Thanks for going through in detail.  I will respond point-by-point.

> TECHNICAL
> S 3.0.
> The variable/non-variable encoding seems suboptimal and in particular
> the restriction that only one suboption can be variable length. What
> are we going to do if two specifications wish to have variable-length
> data in the SYN packets? The specification suggests that you should
> address this by having two ENO options but that seems clumsy.
>
> I would suggest instead that if the v bit is set the next byte be the
> length.
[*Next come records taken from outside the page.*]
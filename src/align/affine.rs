use std::collections::BTreeMap;

use super::indel::Indel;

pub type SimilarityFn = fn(u8, u8) -> i32;

/// 两端锚定时使用的填充（不含任何核苷酸或通配字符）
const ANCHOR_PAD: &[u8] = b"LMOPQEFIJXZLMO";

/// 匹配 +2，失配 -2
pub fn char_similarity(a: u8, b: u8) -> i32 {
    if a == b {
        2
    } else {
        -2
    }
}

/// 匹配 +2，任一方为 `?` 记 0，其余 -2
pub fn wildcard_similarity(a: u8, b: u8) -> i32 {
    if a == b {
        2
    } else if a == b'?' || b == b'?' {
        0
    } else {
        -2
    }
}

#[derive(Clone, Copy, Debug)]
pub struct AlignParams {
    pub similarity: SimilarityFn,
    pub gap_open: i32,
    pub gap_extend: i32,
    /// 分数相同时偏向离对角线更近的格子
    pub front_biased: bool,
    /// 对齐区域之外的前后缀也计入分数
    pub penalize_ends: bool,
    pub penalize_front_clip: bool,
    pub penalize_back_clip: bool,
}

impl Default for AlignParams {
    fn default() -> Self {
        Self {
            similarity: char_similarity,
            gap_open: 6,
            gap_extend: 1,
            front_biased: true,
            penalize_ends: true,
            penalize_front_clip: true,
            penalize_back_clip: false,
        }
    }
}

/// 仿射间隙对齐结果。所有 end 均为闭区间；未匹配时 end = start - 1。
#[derive(Debug, Clone, PartialEq, Eq)]
pub struct AffineAlignment {
    pub score: i32,
    pub target_len: usize,
    pub target_start: isize,
    pub target_end: isize,
    pub source_len: usize,
    pub source_start: isize,
    pub source_end: isize,
    /// 目标序列位置 -> indel
    pub indels: BTreeMap<isize, Indel>,
    /// 目标序列中失配的位置（升序）
    pub mismatched: Vec<isize>,
    pub max_run: usize,
}

impl AffineAlignment {
    pub fn target_match_len(&self) -> isize {
        self.target_end - self.target_start + 1
    }

    pub fn source_match_len(&self) -> isize {
        self.source_end - self.source_start + 1
    }

    pub fn indels_delta(&self) -> isize {
        (self.source_end - self.source_start) - (self.target_end - self.target_start)
    }

    /// 是否两条序列都被完整覆盖
    pub fn covers_both(&self) -> bool {
        self.source_start == 0
            && self.target_start == 0
            && self.source_end + 1 == self.source_len as isize
            && self.target_end + 1 == self.target_len as isize
    }

    /// 把在反向序列上得到的结果换回正向坐标
    pub fn flip(&mut self) {
        let tlen = self.target_len as isize;
        let slen = self.source_len as isize;
        (self.target_start, self.target_end) = (tlen - self.target_end - 1, tlen - self.target_start - 1);
        (self.source_start, self.source_end) = (slen - self.source_end - 1, slen - self.source_start - 1);
        for m in &mut self.mismatched {
            *m = tlen - *m - 1;
        }
        self.mismatched.sort_unstable();
        let old = std::mem::take(&mut self.indels);
        for (key, mut indel) in old {
            indel.seq.reverse();
            let size = indel.size() as isize;
            let new_key = if indel.insert {
                indel.src_index = slen - indel.src_index - size;
                tlen - key
            } else {
                indel.src_index = slen - indel.src_index;
                size + tlen - key - 2
            };
            indel.target_index = new_key;
            indel.refresh_error_index();
            self.indels.insert(new_key, indel);
        }
    }
}

/// Gotoh 局部仿射间隙对齐。
///
/// 每格取 对角+相似度 / 列最优-间隙 / 行最优-间隙 / 0 的最大值，
/// 列、行最优由滚动数组维护，总复杂度 O(mn)。回溯得到失配与 indel；
/// `penalize_ends` 打开时再对两端剩余部分比较"按失配延伸"与"整段记一个 indel"的代价。
pub fn align(source: &[u8], target: &[u8], p: &AlignParams) -> AffineAlignment {
    let sl = source.len();
    let tl = target.len();
    if sl == 0 || tl == 0 {
        return AffineAlignment {
            score: 0,
            target_len: tl,
            target_start: 0,
            target_end: -1,
            source_len: sl,
            source_start: 0,
            source_end: -1,
            indels: BTreeMap::new(),
            mismatched: Vec::new(),
            max_run: 0,
        };
    }

    let sim = p.similarity;
    let open = p.gap_open;
    let ext = p.gap_extend;
    let rows = sl + 1;
    let cols = tl + 1;

    let mut h = vec![0i32; rows * cols];
    let mut back = vec![(0usize, 0usize); rows * cols];
    let mut colmax = vec![0i32; cols];
    let mut colmaxi = vec![0usize; cols];
    let mut max_h = 0i32;
    let mut maxs = (0usize, 0usize);
    let diag_offset = |i: usize, j: usize| i.abs_diff(j);

    for i in 1..rows {
        let imo = i - 1;
        let mut rowmax = 0i32;
        let mut rowmaxj = 0usize;
        for j in 1..cols {
            let jmo = j - 1;
            let mut v = h[imo * cols + jmo] + sim(source[imo], target[jmo]);
            let h2 = colmax[j] - open - ext * (imo - colmaxi[j]) as i32;
            let h3 = rowmax - open - ext * (jmo - rowmaxj) as i32;
            let mut ptr = (imo, jmo);
            // 平分时优先走间隙
            if h2 >= v {
                v = h2;
                ptr = (colmaxi[j], j);
            }
            if h3 >= v {
                v = h3;
                ptr = (i, rowmaxj);
            }
            let hij = v.max(0);
            h[i * cols + j] = hij;
            back[i * cols + j] = ptr;
            if v >= max_h && (v > max_h || !p.front_biased || diag_offset(i, j) < diag_offset(maxs.0, maxs.1)) {
                max_h = v;
                maxs = (i, j);
            }
            if hij > h2 + open - ext {
                colmax[j] = hij;
                colmaxi[j] = i;
            }
            if hij > h3 + open - ext {
                rowmax = hij;
                rowmaxj = j;
            }
        }
    }

    // 回溯
    let (mut i, mut j) = maxs;
    let mut indels: BTreeMap<isize, Indel> = BTreeMap::new();
    let mut mismatched: Vec<isize> = Vec::new();
    let mut cur_indel: Option<isize> = None;
    let mut cur_run = 0usize;
    let mut max_run = 0usize;
    let mut score = 0i32;

    while i > 0 && j > 0 && (h[i * cols + j] > 0 || p.penalize_ends) {
        let (lasti, lastj) = (i, j);
        (i, j) = back[lasti * cols + lastj];
        let deli = lasti - i;
        let delj = lastj - j;
        if deli > 0 && delj > 0 {
            cur_indel = None;
            let delscore = h[lasti * cols + lastj] - h[i * cols + j];
            if delscore <= 0 {
                mismatched.push(j as isize);
                max_run = max_run.max(cur_run);
                cur_run = 0;
                score += if delscore == 0 { sim(source[i], target[j]) } else { delscore };
            } else {
                cur_run += 1;
                score += delscore;
            }
        } else if deli > 0 {
            match cur_indel.and_then(|k| indels.get_mut(&k)).filter(|d| d.insert) {
                Some(open_indel) => {
                    let mut seq = source[i..lasti].to_vec();
                    seq.extend_from_slice(&open_indel.seq);
                    open_indel.seq = seq;
                    open_indel.src_index = i as isize;
                    score -= ext * deli as i32;
                }
                None => {
                    let key = lastj as isize;
                    indels.insert(key, Indel::insertion(&source[i..lasti], i as isize, key));
                    cur_indel = Some(key);
                    score -= open + ext * (deli as i32 - 1);
                }
            }
            max_run = max_run.max(cur_run);
            cur_run = 0;
        } else {
            assert!(delj > 0, "affine backtrack made no progress at ({lasti}, {lastj})");
            match cur_indel.and_then(|k| indels.get_mut(&k)).filter(|d| !d.insert) {
                Some(open_indel) => {
                    let mut seq = target[j..lastj].to_vec();
                    seq.extend_from_slice(&open_indel.seq);
                    open_indel.seq = seq;
                    open_indel.refresh_error_index();
                    score -= ext * delj as i32;
                }
                None => {
                    let key = lastj as isize - 1;
                    indels.insert(key, Indel::deletion(&target[j..lastj], i as isize, key));
                    cur_indel = Some(key);
                    score -= open + ext * (delj as i32 - 1);
                }
            }
            max_run = max_run.max(cur_run);
            cur_run = 0;
        }
    }
    max_run = max_run.max(cur_run);

    i = i.min(sl - 1);
    j = j.min(tl - 1);
    let (mut end_i, mut end_j) = maxs;

    if p.penalize_ends {
        // 前端：按失配延伸 vs 插入+删除
        if i > 0 && j > 0 {
            let (prei, prej) = (i, j);
            let mut prefix_score = 0i32;
            let mut prefix_mismatches = Vec::new();
            while i > 0 && j > 0 {
                i -= 1;
                j -= 1;
                let s = sim(source[i], target[j]);
                prefix_score += s;
                if s <= 0 {
                    prefix_mismatches.push(j as isize);
                }
            }
            if p.penalize_front_clip && i + j > 0 {
                prefix_score -= open + (i + j - 1) as i32 * ext;
            }
            let in_del_cost = -2 * open - ext * (prei + prej).saturating_sub(2) as i32;
            if prefix_score > in_del_cost {
                score += prefix_score;
                mismatched.extend(prefix_mismatches);
            } else {
                score += in_del_cost;
                indels.insert(0, Indel::insertion(&source[..prei], 0, 0));
                let dkey = prej as isize - 1;
                indels.insert(dkey, Indel::deletion(&target[..prej], prei as isize, dkey));
                i = 0;
                j = 0;
            }
        } else if p.penalize_front_clip {
            if i > 0 {
                indels.insert(0, Indel::insertion(&source[..i], 0, 0));
                score -= open + (i as i32 - 1) * ext;
                i = 0;
            } else if j > 0 {
                let dkey = j as isize - 1;
                indels.insert(dkey, Indel::deletion(&target[..j], 0, dkey));
                score -= open + (j as i32 - 1) * ext;
                j = 0;
            }
        }

        // 后端
        if end_i < sl && end_j < tl {
            let (suffi, suffj) = (end_i, end_j);
            let mut suffix_score = 0i32;
            let mut suffix_mismatches = Vec::new();
            while end_i < sl && end_j < tl {
                let s = sim(source[end_i], target[end_j]);
                suffix_score += s;
                if s <= 0 {
                    suffix_mismatches.push(end_j as isize);
                }
                end_i += 1;
                end_j += 1;
            }
            let leftover = sl + tl - end_i - end_j;
            if p.penalize_back_clip && leftover > 0 {
                suffix_score -= open + (leftover as i32 - 1) * ext;
            }
            let il = sl - suffi;
            let jl = tl - suffj;
            let in_del_cost = -2 * open - ext * (il + jl).saturating_sub(2) as i32;
            if suffix_score > in_del_cost {
                score += suffix_score;
                mismatched.extend(suffix_mismatches);
            } else {
                score += in_del_cost;
                indels.insert(suffj as isize, Indel::insertion(&source[suffi..], suffi as isize, suffj as isize));
                let dkey = tl as isize - 1;
                indels.insert(dkey, Indel::deletion(&target[suffj..], sl as isize, dkey));
                end_i = sl;
                end_j = tl;
            }
        } else if p.penalize_back_clip {
            if end_i < sl {
                indels.insert(end_j as isize, Indel::insertion(&source[end_i..], end_i as isize, end_j as isize));
                score -= open + (sl - end_i - 1) as i32 * ext;
                end_i = sl;
            } else if end_j < tl {
                let dkey = tl as isize - 1;
                indels.insert(dkey, Indel::deletion(&target[end_j..], sl as isize, dkey));
                score -= open + (tl - end_j - 1) as i32 * ext;
                end_j = tl;
            }
        }
    }

    mismatched.sort_unstable();
    AffineAlignment {
        score,
        target_len: tl,
        target_start: j as isize,
        target_end: end_j as isize - 1,
        source_len: sl,
        source_start: i as isize,
        source_end: end_i as isize - 1,
        indels,
        mismatched,
        max_run,
    }
}

/// 两端加上相同的填充后对齐，迫使结果从头到尾覆盖两条序列；
/// 坐标换回未填充的序列，分数扣除填充自身的得分。
pub fn align_anchored(source: &[u8], target: &[u8], p: &AlignParams) -> AffineAlignment {
    let pad = ANCHOR_PAD.len() as isize;
    let wrap = |s: &[u8]| -> Vec<u8> {
        let mut v = Vec::with_capacity(s.len() + 2 * ANCHOR_PAD.len());
        v.extend_from_slice(ANCHOR_PAD);
        v.extend_from_slice(s);
        v.extend(ANCHOR_PAD.iter().rev());
        v
    };
    let mut a = align(&wrap(source), &wrap(target), p);
    a.mismatched = a.mismatched.iter().map(|m| m - pad).collect();
    a.indels = std::mem::take(&mut a.indels)
        .into_iter()
        .map(|(k, v)| (k - pad, v.shift_all(-pad)))
        .collect();
    a.source_end -= 2 * pad;
    a.target_end -= 2 * pad;
    a.source_len = source.len();
    a.target_len = target.len();
    let pad_score: i32 = ANCHOR_PAD.iter().map(|&c| (p.similarity)(c, c)).sum();
    a.score -= 2 * pad_score;
    a
}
This comes at the cost of one byte for settings where there is
> only one variable-length option but is more efficient when you
> want to have multiple variable-length options, since you don't need
> to repeat the kind byte.

Our intent is to optimize for a future in which people only need one
variable-length option.  For example, the SYN can list a bunch of
options, and then the SYN-ACK can pick one of them.  The current design
saves one byte, which may be quite important.  For instance, you can
just barely fit a P-256 or Curve25519 DH key exchange in TCP options
currently.  If TCPINC is wildly successful, we can imagine a future spec
that does that and squeezes the 8 most popular SYN options into a single
byte or something.  But if we waste even one more byte of option space,
we start closing a lot of doors along that front.

That said, if you can provide an explicit example of why you might want
multiple variable-length suboptions, you could possibly convince us to
optimize for that case.

> S 3.1.
> I am not convinced that a one-bit tiebreaker for simultaneous open
> is going to work. Experience with other protocols that have the
> problem of symmetry (e.g., ICE) is that this sort of thing results
> from confusion about which side is really "first". In that case,
> both sides will try to set the same "b" bit, and you will not break
> the symmetry.
>
> I believe we must either ignore simultaneous open or use a higher-
> entropy tiebreaker.

A high-level question is whether we should completely abandon enabling
TCP?INC for simultaneous open.  If we allow encryption under some
circumstances after simultaneous open, then the next question is how to
apportion responsibility for making it work.  The high-entropy solution
says make it work with high probability, but at the cost of a lot more
option space.  Since simultaneous open is kind of finicky anyway,
TCP-ENO took the approach of making applications responsible for working
out the roles.  For example, one plausible approach is to set the 'b'
bit to 1 at the endpoint with the lowest (public-IP-address,
public-port-number) pair.  That's obviously not information available to
TCP-ENO, which knows nothing of NATS, but is information available to an
application using STUN to broker simultaneous open.  Perhaps we should
work out an example of simultaneous open in the API document.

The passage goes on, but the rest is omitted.